Furthermore, such instructions may be stored in any memory device, such as semiconductor, magnetic, optical or other memory devices, and may be transmitted using any communications technology, such as optical, infrared, microwave, or other transmission technologies.
It is expected that such a computer program product may be distributed as a removable medium with accompanying printed or electronic documentation (e.g., shrink wrapped software), preloaded with a computer system (e.g., on system ROM or fixed disk), or distributed from a server or electronic bulletin board over the network (e.g., the Internet or World Wide Web). Of course, some embodiments of the invention may be implemented as a combination of both software (e.g., a computer program product) and hardware. Still other embodiments of the invention are implemented as entirely hardware, or entirely software (e.g., a computer program product).
Moreover, the techniques and systems disclosed herein can be used with a variety of mobile devices. For example, mobile telephones, smart phones, personal digital assistants, satellite positioning units (e.g., UPS devices), and/or mobile computing devices capable of receiving the signals discussed herein can be used in implementations of the invention. The location estimate and corresponding expected error of the position estimate can be displayed on the mobile device and/or transmitted to other devices and/or computer systems. Further, it will be appreciated that the scope of the present invention is not limited to the above described embodiments, but rather is defined by the appended claims; and that these claims will encompass modifications of and improvements to what has been described.

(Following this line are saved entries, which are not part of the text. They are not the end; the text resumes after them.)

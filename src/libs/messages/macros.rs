//! Convenience macros for user-facing output and logging.
//!
//! Every macro takes something that implements `Display` (normally a
//! [`Message`](super::Message)) and routes it one of two ways:
//!
//! - **Debug mode** (`TASKLIST_DEBUG` or `RUST_LOG` set): through `tracing`,
//!   so it lands in the structured log next to server and repository events.
//! - **Normal mode**: straight to the terminal, errors on stderr.
//!
//! ```rust
//! use tasklist::{msg_error, msg_success};
//! use tasklist::libs::messages::Message;
//!
//! msg_success!(Message::TaskCreated(1));
//! msg_error!(Message::TaskNotFound(99));
//! ```

use std::sync::OnceLock;

static DEBUG_MODE: OnceLock<bool> = OnceLock::new();

/// Whether output should go through `tracing`. Checked once per process.
#[doc(hidden)]
pub fn is_debug_mode() -> bool {
    *DEBUG_MODE.get_or_init(|| std::env::var("TASKLIST_DEBUG").is_ok() || std::env::var("RUST_LOG").is_ok())
}

/// Prints a plain message.
#[macro_export]
macro_rules! msg_print {
    ($msg:expr) => {
        if $crate::libs::messages::macros::is_debug_mode() {
            tracing::info!("{}", $msg);
        } else {
            println!("{}", $msg);
        }
    };
    ($msg:expr, true) => {
        if $crate::libs::messages::macros::is_debug_mode() {
            tracing::info!("\n{}\n", $msg);
        } else {
            println!("\n{}\n", $msg);
        }
    };
}

/// Prints a success message with a ✅ prefix.
#[macro_export]
macro_rules! msg_success {
    ($msg:expr) => {
        if $crate::libs::messages::macros::is_debug_mode() {
            tracing::info!("✅ {}", $msg);
        } else {
            println!("✅ {}", $msg);
        }
    };
    ($msg:expr, true) => {
        if $crate::libs::messages::macros::is_debug_mode() {
            tracing::info!("\n✅ {}\n", $msg);
        } else {
            println!("\n✅ {}\n", $msg);
        }
    };
}

/// Prints an error message with a ❌ prefix, on stderr in normal mode.
#[macro_export]
macro_rules! msg_error {
    ($msg:expr) => {
        if $crate::libs::messages::macros::is_debug_mode() {
            tracing::error!("❌ {}", $msg);
        } else {
            eprintln!("❌ {}", $msg);
        }
    };
    ($msg:expr, true) => {
        if $crate::libs::messages::macros::is_debug_mode() {
            tracing::error!("\n❌ {}\n", $msg);
        } else {
            eprintln!("\n❌ {}\n", $msg);
        }
    };
}

/// Prints a warning with a ⚠️ prefix.
#[macro_export]
macro_rules! msg_warning {
    ($msg:expr) => {
        if $crate::libs::messages::macros::is_debug_mode() {
            tracing::warn!("⚠️ {}", $msg);
        } else {
            println!("⚠️ {}", $msg);
        }
    };
}

/// Prints an informational message with an ℹ️ prefix.
#[macro_export]
macro_rules! msg_info {
    ($msg:expr) => {
        if $crate::libs::messages::macros::is_debug_mode() {
            tracing::info!("ℹ️ {}", $msg);
        } else {
            println!("ℹ️ {}", $msg);
        }
    };
    ($msg:expr, true) => {
        if $crate::libs::messages::macros::is_debug_mode() {
            tracing::info!("\nℹ️ {}\n", $msg);
        } else {
            println!("\nℹ️ {}\n", $msg);
        }
    };
}

/// Emits a message only in debug mode.
#[macro_export]
macro_rules! msg_debug {
    ($msg:expr) => {
        if $crate::libs::messages::macros::is_debug_mode() {
            tracing::debug!("🔍 {}", $msg);
        }
    };
}

/// Builds an `anyhow::Error` from a message.
#[macro_export]
macro_rules! msg_error_anyhow {
    ($msg:expr) => {
        anyhow::anyhow!("❌ {}", $msg)
    };
}

/// Returns early with an `anyhow::Error` built from a message.
#[macro_export]
macro_rules! msg_bail_anyhow {
    ($msg:expr) => {
        anyhow::bail!("❌ {}", $msg)
    };
}
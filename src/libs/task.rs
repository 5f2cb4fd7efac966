//! The task entity and its two external shapes.
//!
//! A [`Task`] never leaves this module in any representation other than the
//! native one. The stored row (integer flags, `NULL` columns, SQLite datetime
//! text) and the wire shape (camelCase JSON, RFC 3339 timestamps) are both
//! converted here and nowhere else.
//!
//! ## Usage
//!
//! ```rust
//! use tasklist::libs::task::{Task, TaskWire};
//!
//! let task = Task::new("Buy milk").with_project("home");
//! let wire = TaskWire::from(&task);
//! assert_eq!(Task::from_wire(wire)?, task);
//! # Ok::<(), tasklist::libs::error::TaskError>(())
//! ```

use super::error::{FieldError, TaskError};
use chrono::{DateTime, Datelike, NaiveDate, NaiveDateTime, SecondsFormat, SubsecRound, Utc};
use rusqlite::types::Value;
use rusqlite::Row;
use serde::{Deserialize, Serialize};

/// Text layout produced by SQLite's `DATETIME()` and accepted back by it.
pub const STORAGE_DATETIME_FORMAT: &str = "%Y-%m-%d %H:%M:%S";

/// Layouts accepted for a deadline on input, besides RFC 3339.
const INPUT_DATETIME_FORMATS: [&str; 4] = ["%Y-%m-%d %H:%M:%S", "%Y-%m-%d %H:%M", "%Y-%m-%dT%H:%M:%S", "%Y-%m-%dT%H:%M"];

#[derive(Debug, Clone, PartialEq, Eq)]
pub struct Task {
    pub id: Option<i64>,
    pub description: String,
    pub private_task: bool,
    pub important: bool,
    pub project: Option<String>,
    pub deadline: Option<DateTime<Utc>>,
    pub completed: bool,
}

impl Task {
    /// A private, unimportant, open task with no project and no deadline.
    pub fn new(description: &str) -> Self {
        Task {
            id: None,
            description: description.to_string(),
            private_task: true,
            important: false,
            project: None,
            deadline: None,
            completed: false,
        }
    }

    pub fn with_id(mut self, id: i64) -> Self {
        self.id = Some(id);
        self
    }

    pub fn shared(mut self) -> Self {
        self.private_task = false;
        self
    }

    pub fn important(mut self) -> Self {
        self.important = true;
        self
    }

    pub fn completed(mut self) -> Self {
        self.completed = true;
        self
    }

    pub fn with_project(mut self, project: &str) -> Self {
        self.project = Some(project.to_string());
        self
    }

    /// Deadlines are kept at second precision, which is what both the
    /// storage and the wire format carry.
    pub fn with_deadline(mut self, deadline: DateTime<Utc>) -> Self {
        self.deadline = Some(deadline.trunc_subsecs(0));
        self
    }

    pub fn is_overdue(&self, now: DateTime<Utc>) -> bool {
        self.deadline.is_some_and(|d| d < now)
    }

    /// Ordered parameters for `description, privateTask, important,
    /// projectName, deadline, completed`.
    pub fn to_params(&self) -> Vec<Value> {
        vec![
            Value::Text(self.description.clone()),
            encode_flag(self.private_task),
            encode_flag(self.important),
            self.project.clone().map_or(Value::Null, Value::Text),
            self.deadline.map_or(Value::Null, |d| Value::Text(format_storage_deadline(&d))),
            encode_flag(self.completed),
        ]
    }

    pub fn from_row(row: StoredRow) -> Result<Task, TaskError> {
        Task::try_from(row)
    }

    /// Builds a task from its wire shape. An absent or blank deadline or
    /// project means "none"; any other deadline must parse.
    pub fn from_wire(wire: TaskWire) -> Result<Task, TaskError> {
        let deadline = match wire.deadline.as_deref().map(str::trim) {
            None | Some("") => None,
            Some(text) => Some(parse_deadline(text).ok_or_else(|| {
                TaskError::Validation(vec![FieldError::new(
                    "deadline",
                    format!("Unreadable deadline '{}'", text),
                )])
            })?),
        };

        Ok(Task {
            id: wire.id,
            description: wire.description,
            private_task: wire.private_task,
            important: wire.important,
            project: wire.project.filter(|p| !p.trim().is_empty()),
            deadline,
            completed: wire.completed,
        })
    }

    pub fn to_wire(&self) -> TaskWire {
        TaskWire::from(self)
    }
}

/// A `Task` table row exactly as SQLite hands it back, before any decoding.
#[derive(Debug, Clone, Default)]
pub struct StoredRow {
    pub task_id: i64,
    pub description: Option<String>,
    pub private_task: Option<i64>,
    pub important: Option<i64>,
    pub project_name: Option<String>,
    pub deadline: Option<String>,
    pub completed: Option<i64>,
}

impl StoredRow {
    pub fn read(row: &Row<'_>) -> rusqlite::Result<StoredRow> {
        Ok(StoredRow {
            task_id: row.get("taskId")?,
            description: row.get("description")?,
            private_task: row.get("privateTask")?,
            important: row.get("important")?,
            project_name: row.get("projectName")?,
            deadline: row.get("deadline")?,
            completed: row.get("completed")?,
        })
    }
}

impl TryFrom<StoredRow> for Task {
    type Error = TaskError;

    fn try_from(row: StoredRow) -> Result<Self, Self::Error> {
        let description = row
            .description
            .ok_or_else(|| TaskError::MalformedRow(format!("task {} has no description", row.task_id)))?;
        let deadline = match row.deadline {
            Some(text) => Some(parse_storage_deadline(&text).ok_or_else(|| {
                TaskError::MalformedRow(format!("task {} has unreadable deadline '{}'", row.task_id, text))
            })?),
            None => None,
        };

        Ok(Task {
            id: Some(row.task_id),
            description,
            private_task: decode_flag(row.private_task, true),
            important: decode_flag(row.important, false),
            project: row.project_name,
            deadline,
            completed: decode_flag(row.completed, false),
        })
    }
}

/// JSON shape exchanged between server and client.
#[derive(Debug, Clone, PartialEq, Eq, Serialize, Deserialize)]
#[serde(rename_all = "camelCase")]
pub struct TaskWire {
    #[serde(default, skip_serializing_if = "Option::is_none")]
    pub id: Option<i64>,
    pub description: String,
    #[serde(default = "default_private")]
    pub private_task: bool,
    #[serde(default)]
    pub important: bool,
    #[serde(default, skip_serializing_if = "Option::is_none")]
    pub project: Option<String>,
    #[serde(default, skip_serializing_if = "Option::is_none")]
    pub deadline: Option<String>,
    #[serde(default)]
    pub completed: bool,
}

impl From<&Task> for TaskWire {
    fn from(task: &Task) -> Self {
        TaskWire {
            id: task.id,
            description: task.description.clone(),
            private_task: task.private_task,
            important: task.important,
            project: task.project.clone(),
            deadline: task.deadline.as_ref().map(format_wire_deadline),
            completed: task.completed,
        }
    }
}

/// Body returned by `POST /api/tasks`.
#[derive(Debug, Clone, Copy, PartialEq, Eq, Serialize, Deserialize)]
pub struct CreatedId {
    pub id: i64,
}

fn default_private() -> bool {
    true
}

fn encode_flag(flag: bool) -> Value {
    Value::Integer(if flag { 1 } else { 0 })
}

fn decode_flag(value: Option<i64>, default: bool) -> bool {
    value.map_or(default, |v| v != 0)
}

/// Canonical wire form: RFC 3339 in UTC with whole seconds, `2026-10-19T14:30:00Z`.
pub fn format_wire_deadline(deadline: &DateTime<Utc>) -> String {
    deadline.to_rfc3339_opts(SecondsFormat::Secs, true)
}

pub fn format_storage_deadline(deadline: &DateTime<Utc>) -> String {
    deadline.format(STORAGE_DATETIME_FORMAT).to_string()
}

fn parse_storage_deadline(text: &str) -> Option<DateTime<Utc>> {
    NaiveDateTime::parse_from_str(text, STORAGE_DATETIME_FORMAT)
        .ok()
        .map(|naive| naive.and_utc())
        .or_else(|| parse_deadline(text))
}

/// Parses a deadline given on input. Timestamps without an offset are read
/// as UTC; a bare date means midnight UTC of that day. Years outside
/// 0000-9999 are refused because SQLite's `DATETIME()` turns them into NULL.
pub fn parse_deadline(text: &str) -> Option<DateTime<Utc>> {
    let text = text.trim();
    if text.is_empty() {
        return None;
    }
    parse_any_layout(text).filter(|deadline| (0..=9999).contains(&deadline.year()))
}

fn parse_any_layout(text: &str) -> Option<DateTime<Utc>> {
    if let Ok(dt) = DateTime::parse_from_rfc3339(text) {
        return Some(dt.with_timezone(&Utc).trunc_subsecs(0));
    }
    for format in INPUT_DATETIME_FORMATS {
        if let Ok(naive) = NaiveDateTime::parse_from_str(text, format) {
            return Some(naive.and_utc());
        }
    }
    NaiveDate::parse_from_str(text, "%Y-%m-%d")
        .ok()
        .and_then(|date| date.and_hms_opt(0, 0, 0))
        .map(|naive| naive.and_utc())
}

This application is related to the following U.S. patent applications, the contents of which are hereby incorporated by reference: U.S. patent application Ser. No. 11/261,987, entitled Method and System for Building a Location Beacon Database, filed on Oct. 28, 2005;U.S. patent application Ser. No. 11/430,079, Estimation Of Speed and Direction of Travel in A WLAN Positioning System, filed on May 8, 2006;U.S. patent application Ser. No. 11/430,064, Estimation of Speed and Direction of Travel in A WLAN Positioning System Using Multiple Position Estimations, filed on May 8, 2006;U.S. patent application Ser. No. 11/430,222, Estimation of Position Using WLAN Access Point Radio Propagation Characteristics In a WLAN Positioning System, filed on May 8, 2006;U.S. patent application Ser. No. 11/430,224, Calculation of Quality of WLAN Access Point Characterization for Use In a WLAN Positioning System, filed on May 8, 2006; andU.S. patent application Ser. No. 11/625,450, filed on Jan. 22, 2007, entitled System and Method For Estimating Positioning Error Within A WLAN-Based Positioning System.